There was a significant increase in first‐time (P < .0001) and lapsed donors (P < .0001) in 2019 to 2020 compared with 2018 to 2019 first‐time (P = .087) and lapsed donors (P = .308) for traditional blood donations. This was not observed in repeat donors (2018‐2019 P = .730, 2019‐2020 P = .705; (Table 1, Figure 1C).
The mean donor age increased significantly in 2019 to 2020 (P = .024) compared to 2018 to 2019 (P = .904). In 2019 to 2020 there was a significant decrease in the number of donors not more than 30 years old (2019‐2020 16‐20 P < .0001, 21‐30 P < .0001 vs 2018‐2019 16‐20 P = .053, 21‐30 P = .464). There was a significant increase in donations of all age groups over age 30 years in 2019‐20 (P = <.0001) compared with 2018 to 2019 (31‐40 P = .843, 41‐50 P = .905, 51‐60 P = .921, 61‐70 P = .684, 71 and older P = .528; Table 1, Figure 1D, E).
There was also a significant increase in donations of all blood types in 2020 (19‐20 all blood types P < .0001). This was not seen in the previous time period (18‐19 O+ P = .621, O– P = .724, A+ P = .774, A– P = .986, B+ P = .176, B– P = .665, AB+ P = .840, AB– P = .395).

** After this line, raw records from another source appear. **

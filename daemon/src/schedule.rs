//! Meters and schedulers: sliding-window and histogram meters, the
//! adaptive interval scheduler used by the self-observer, and the
//! histogram batcher attached to routes.

use std::collections::{BTreeMap, VecDeque};
use std::sync::{Arc, Mutex as StdMutex, MutexGuard};
use std::time::Duration;

use chrono::{DateTime, Utc};
use serde_json::Value;
use tokio::sync::Notify;
use tokio::task::JoinHandle;
use tokio::time::Instant;
use tracing::{debug, error};

use crate::dispatch::{render_value, Payload, RouteMeta, Transport};

const EPS: f64 = 1e-8;

fn lock_or_recover<T>(mutex: &StdMutex<T>) -> MutexGuard<'_, T> {
    mutex.lock().unwrap_or_else(|e| e.into_inner())
}

#[derive(Debug, Clone, Copy, PartialEq)]
pub struct MeterStats {
    pub sum: f64,
    pub avg: f64,
}

/// Sum/average over a sliding time window.
#[derive(Debug)]
pub struct SlidingAverageMeter {
    queue: VecDeque<(Instant, f64)>,
    duration: Duration,
    prev: Option<MeterStats>,
}

impl SlidingAverageMeter {
    pub fn new(duration: Duration) -> SlidingAverageMeter {
        SlidingAverageMeter {
            queue: VecDeque::new(),
            duration,
            prev: None,
        }
    }

    pub fn duration(&self) -> Duration {
        self.duration
    }

    pub fn reset_duration(&mut self, duration: Duration) {
        self.duration = duration;
    }

    pub fn update(&mut self, value: Option<f64>) {
        let now = Instant::now();
        if let Some(value) = value {
            self.queue.push_back((now, value));
        }
        while let Some(&(t, _)) = self.queue.front() {
            if t + self.duration <= now {
                self.queue.pop_front();
            } else {
                break;
            }
        }
    }

    /// Current window stats; also remembered as the `previous` snapshot.
    pub fn get(&mut self) -> MeterStats {
        self.update(None);
        let sum: f64 = self.queue.iter().map(|&(_, v)| v).sum();
        let avg = sum / (self.queue.len() as f64 + EPS);
        let stats = MeterStats { sum, avg };
        self.prev = Some(stats);
        stats
    }

    /// The snapshot taken by the last `get`, or a fresh one if none exists.
    pub fn previous(&mut self) -> MeterStats {
        match self.prev {
            Some(stats) => {
                self.update(None);
                stats
            }
            None => self.get(),
        }
    }
}

/// Groups payloads by a key field between flushes.
#[derive(Debug)]
pub struct HistogramMeter {
    key: String,
    data: BTreeMap<String, Vec<Value>>,
    count: usize,
    tic: DateTime<Utc>,
    toc: DateTime<Utc>,
}

impl HistogramMeter {
    pub fn new(key: impl Into<String>) -> HistogramMeter {
        let now = Utc::now();
        HistogramMeter {
            key: key.into(),
            data: BTreeMap::new(),
            count: 0,
            tic: now,
            toc: now,
        }
    }

    pub fn update(&mut self, value: Option<&Payload>) {
        self.toc = Utc::now();
        if let Some(value) = value {
            // A payload without the key field lands under the empty key so
            // counts still reconcile with `count`.
            let key = value.get(&self.key).map(render_value).unwrap_or_default();
            self.data
                .entry(key)
                .or_default()
                .push(Value::Object(value.clone()));
            self.count += 1;
        }
    }

    pub fn size(&self) -> usize {
        self.count
    }

    /// Drains the window into a flush payload and starts the next one.
    pub fn take(&mut self) -> Payload {
        self.update(None);
        let histogram: Payload = self
            .data
            .iter()
            .map(|(k, v)| (k.clone(), Value::from(v.len())))
            .collect();
        let all_data: Payload = std::mem::take(&mut self.data)
            .into_iter()
            .map(|(k, v)| (k, Value::Array(v)))
            .collect();
        let mut payload = Payload::new();
        payload.insert(
            "from_time".to_string(),
            Value::String(self.tic.format("%Y-%m-%d %H:%M:%S%.6f").to_string()),
        );
        payload.insert(
            "to_time".to_string(),
            Value::String(self.toc.format("%Y-%m-%d %H:%M:%S%.6f").to_string()),
        );
        payload.insert("all_data".to_string(), Value::Object(all_data));
        payload.insert("histogram".to_string(), Value::Object(histogram));
        payload.insert("count".to_string(), Value::from(self.count));
        self.count = 0;
        self.tic = self.toc;
        payload
    }
}

#[derive(Debug, thiserror::Error)]
#[error("bad interval values: init {init:?}, min {min:?}, max {max:?}")]
pub struct BadInterval {
    pub init: Duration,
    pub min: Duration,
    pub max: Duration,
}

/// `interval * 2^(-priority)`, clamped to `[min, max]`.
pub fn scale_interval(
    interval: Duration,
    priority: f64,
    min: Duration,
    max: Duration,
) -> Duration {
    let scaled = interval.as_secs_f64() * 2f64.powf(-priority);
    Duration::from_secs_f64(scaled.clamp(min.as_secs_f64(), max.as_secs_f64()))
}

/// Calls a callback on a self-adjusting period: the callback returns a
/// signed priority, a positive one shortens the period and a negative one
/// stretches it, within `[min, max]`.
#[derive(Debug)]
pub struct IntervalScheduler {
    stop: Arc<Notify>,
    handle: JoinHandle<()>,
}

impl IntervalScheduler {
    pub fn spawn<F>(
        name: &'static str,
        mut callback: F,
        init: Duration,
        min: Duration,
        max: Duration,
        stats: Vec<Arc<StdMutex<SlidingAverageMeter>>>,
    ) -> Result<IntervalScheduler, BadInterval>
    where
        F: FnMut() -> f64 + Send + 'static,
    {
        if init < min || init > max || min < Duration::from_secs(1) {
            return Err(BadInterval { init, min, max });
        }
        let stop = Arc::new(Notify::new());
        let stopped = Arc::clone(&stop);
        let handle = tokio::spawn(async move {
            let mut interval = init;
            let mut timeout = interval;
            loop {
                tokio::select! {
                    _ = stopped.notified() => break,
                    _ = tokio::time::sleep(timeout) => {
                        let started = Instant::now();
                        let priority = callback();
                        let prev = interval;
                        interval = scale_interval(interval, priority, min, max);
                        if interval != prev {
                            debug!("{name}: interval {prev:?} -> {interval:?}");
                        }
                        for meter in &stats {
                            lock_or_recover(meter).reset_duration(interval);
                        }
                        // Only in case the callback took longer than the
                        // whole interval.
                        timeout = match interval.checked_sub(started.elapsed()) {
                            Some(left) if left > Duration::ZERO => left,
                            _ => {
                                error!("{name}: callback overran its interval");
                                min
                            }
                        };
                    }
                }
            }
        });
        Ok(IntervalScheduler { stop, handle })
    }

    pub async fn stop(self) {
        self.stop.notify_one();
        let _ = self.handle.await;
    }
}

/// Route-local batcher: flushes when the histogram reaches capacity
/// (synchronously, in the caller) or when the interval elapses (in a
/// background task). The two race on the meter lock.
pub struct HistogramScheduler {
    meter: Arc<StdMutex<HistogramMeter>>,
    capacity: usize,
    kick: Arc<Notify>,
    stop: Arc<Notify>,
    meta: Arc<RouteMeta>,
    transport: Arc<dyn Transport>,
    handle: StdMutex<Option<JoinHandle<()>>>,
}

impl HistogramScheduler {
    pub fn spawn(
        capacity: usize,
        interval: Option<Duration>,
        key: impl Into<String>,
        meta: Arc<RouteMeta>,
        transport: Arc<dyn Transport>,
    ) -> HistogramScheduler {
        let meter = Arc::new(StdMutex::new(HistogramMeter::new(key)));
        let kick = Arc::new(Notify::new());
        let stop = Arc::new(Notify::new());
        let handle = tokio::spawn(Self::flush_loop(
            Arc::clone(&meter),
            interval,
            Arc::clone(&kick),
            Arc::clone(&stop),
            Arc::clone(&meta),
            Arc::clone(&transport),
        ));
        HistogramScheduler {
            meter,
            capacity,
            kick,
            stop,
            meta,
            transport,
            handle: StdMutex::new(Some(handle)),
        }
    }

    pub fn put(&self, payload: Payload) {
        let flushed = {
            let mut meter = lock_or_recover(&self.meter);
            meter.update(Some(&payload));
            if self.capacity > 0 && meter.size() >= self.capacity {
                Some(meter.take())
            } else {
                None
            }
        };
        if let Some(data) = flushed {
            self.transport.emit(&self.meta, &data);
            // Restart the interval window after a capacity flush.
            self.kick.notify_one();
        }
    }

    async fn flush_loop(
        meter: Arc<StdMutex<HistogramMeter>>,
        interval: Option<Duration>,
        kick: Arc<Notify>,
        stop: Arc<Notify>,
        meta: Arc<RouteMeta>,
        transport: Arc<dyn Transport>,
    ) {
        loop {
            match interval {
                Some(interval) => {
                    tokio::select! {
                        _ = stop.notified() => break,
                        _ = kick.notified() => continue,
                        _ = tokio::time::sleep(interval) => {
                            let data = {
                                let mut meter = lock_or_recover(&meter);
                                (meter.size() > 0).then(|| meter.take())
                            };
                            if let Some(data) = data {
                                transport.emit(&meta, &data);
                            }
                        }
                    }
                }
                None => {
                    stop.notified().await;
                    break;
                }
            }
        }
        // Drain whatever is pending on shutdown.
        let data = {
            let mut meter = lock_or_recover(&meter);
            (meter.size() > 0).then(|| meter.take())
        };
        if let Some(data) = data {
            transport.emit(&meta, &data);
        }
    }

    pub async fn stop(&self) {
        self.stop.notify_one();
        let handle = lock_or_recover(&self.handle).take();
        if let Some(handle) = handle {
            let _ = handle.await;
        }
    }
}

impl std::fmt::Debug for HistogramScheduler {
    fn fmt(&self, f: &mut std::fmt::Formatter<'_>) -> std::fmt::Result {
        f.debug_struct("HistogramScheduler")
            .field("capacity", &self.capacity)
            .field("tag", &self.meta.tag)
            .finish()
    }
}

#[cfg(test)]
mod tests {
    use super::*;
    use crate::dispatch::MemoryTransport;

    #[test]
    fn interval_scaling_stays_clamped() {
        let min = Duration::from_secs(60);
        let max = Duration::from_secs(3600);
        let mut interval = Duration::from_secs(600);
        for &priority in &[5.0, 5.0, 5.0, -1.0, -1.0, -30.0, 8.0, 0.0] {
            interval = scale_interval(interval, priority, min, max);
            assert!(interval >= min && interval <= max);
        }
        // Extreme positive priority pins to min, negative to max.
        assert_eq!(scale_interval(max, 50.0, min, max), min);
        assert_eq!(scale_interval(min, -50.0, min, max), max);
    }

    #[test]
    fn bad_intervals_fail_at_start() {
        assert!(matches!(
            IntervalScheduler::spawn(
                "bad",
                || 0.0,
                Duration::from_secs(1),
                Duration::from_secs(10),
                Duration::from_secs(100),
                Vec::new(),
            ),
            Err(BadInterval { .. })
        ));
    }

    #[tokio::test(start_paused = true)]
    async fn sliding_meter_trims_its_window() {
        let mut meter = SlidingAverageMeter::new(Duration::from_secs(10));
        meter.update(Some(1.0));
        tokio::time::advance(Duration::from_secs(6)).await;
        meter.update(Some(2.0));
        assert_eq!(meter.get().sum, 3.0);

        tokio::time::advance(Duration::from_secs(5)).await;
        let stats = meter.get();
        assert_eq!(stats.sum, 2.0);
        assert_eq!(meter.previous().sum, 2.0);
    }

    #[test]
    fn histogram_meter_groups_by_key() {
        let mut meter = HistogramMeter::new("ev_name");
        for name in ["IN_CREATE", "IN_CREATE", "IN_DELETE"] {
            let mut payload = Payload::new();
            payload.insert("ev_name".to_string(), Value::String(name.to_string()));
            meter.update(Some(&payload));
        }
        assert_eq!(meter.size(), 3);

        let flush = meter.take();
        assert_eq!(flush["count"], Value::from(3));
        assert_eq!(flush["histogram"]["IN_CREATE"], Value::from(2));
        assert_eq!(flush["histogram"]["IN_DELETE"], Value::from(1));
        assert_eq!(meter.size(), 0);
    }

    #[tokio::test]
    async fn histogram_scheduler_flushes_on_capacity() {
        let transport = Arc::new(MemoryTransport::default());
        let meta = Arc::new(RouteMeta {
            tag: "stats".to_string(),
            format: "{count} events".to_string(),
            groups: Vec::new(),
        });
        let scheduler = HistogramScheduler::spawn(
            2,
            None,
            "ev_name",
            meta,
            Arc::clone(&transport) as Arc<dyn Transport>,
        );

        let mut payload = Payload::new();
        payload.insert("ev_name".to_string(), Value::String("IN_CREATE".into()));
        scheduler.put(payload.clone());
        assert!(transport.messages().is_empty());
        scheduler.put(payload);
        let messages = transport.messages();
        assert_eq!(messages.len(), 1);
        assert_eq!(messages[0].1, "2 events");
        scheduler.stop().await;
    }

    #[tokio::test(start_paused = true)]
    async fn histogram_scheduler_flushes_on_interval() {
        let transport = Arc::new(MemoryTransport::default());
        let meta = Arc::new(RouteMeta {
            tag: "stats".to_string(),
            format: "{count} events".to_string(),
            groups: Vec::new(),
        });
        let scheduler = HistogramScheduler::spawn(
            100,
            Some(Duration::from_secs(5)),
            "ev_name",
            meta,
            Arc::clone(&transport) as Arc<dyn Transport>,
        );

        let mut payload = Payload::new();
        payload.insert("ev_name".to_string(), Value::String("IN_CREATE".into()));
        scheduler.put(payload);

        // Paused time: the sleep auto-advances through the scheduler's
        // 5 s flush timer before completing.
        tokio::time::sleep(Duration::from_secs(6)).await;
        let messages = transport.messages();
        assert_eq!(messages.len(), 1);
        assert_eq!(messages[0].1, "1 events");
        scheduler.stop().await;
    }
}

For blood drives held at high schools and college campuses, when comparing the study period there was a significant decrease in total donations (P = .005) when compared to the control period (P = .607; Figure 2A). African American (P < .001) and Hispanic students (P < .001) significantly decreased during the study period when compared to the control period (African American P = .453, Hispanic P = .253). For the Caucasian donors the decrease was not significant in the study (P = .067) and control (P = .464) periods (Figure 2B).
FIGURE 2.
Changes in donations at blood drives held at high schools and college campuses stratified by (A) total donations and (B) ethnicity. Null and unknown mean that the ethnicity was not reported [Color figure can be viewed at wileyonlinelibrary.com]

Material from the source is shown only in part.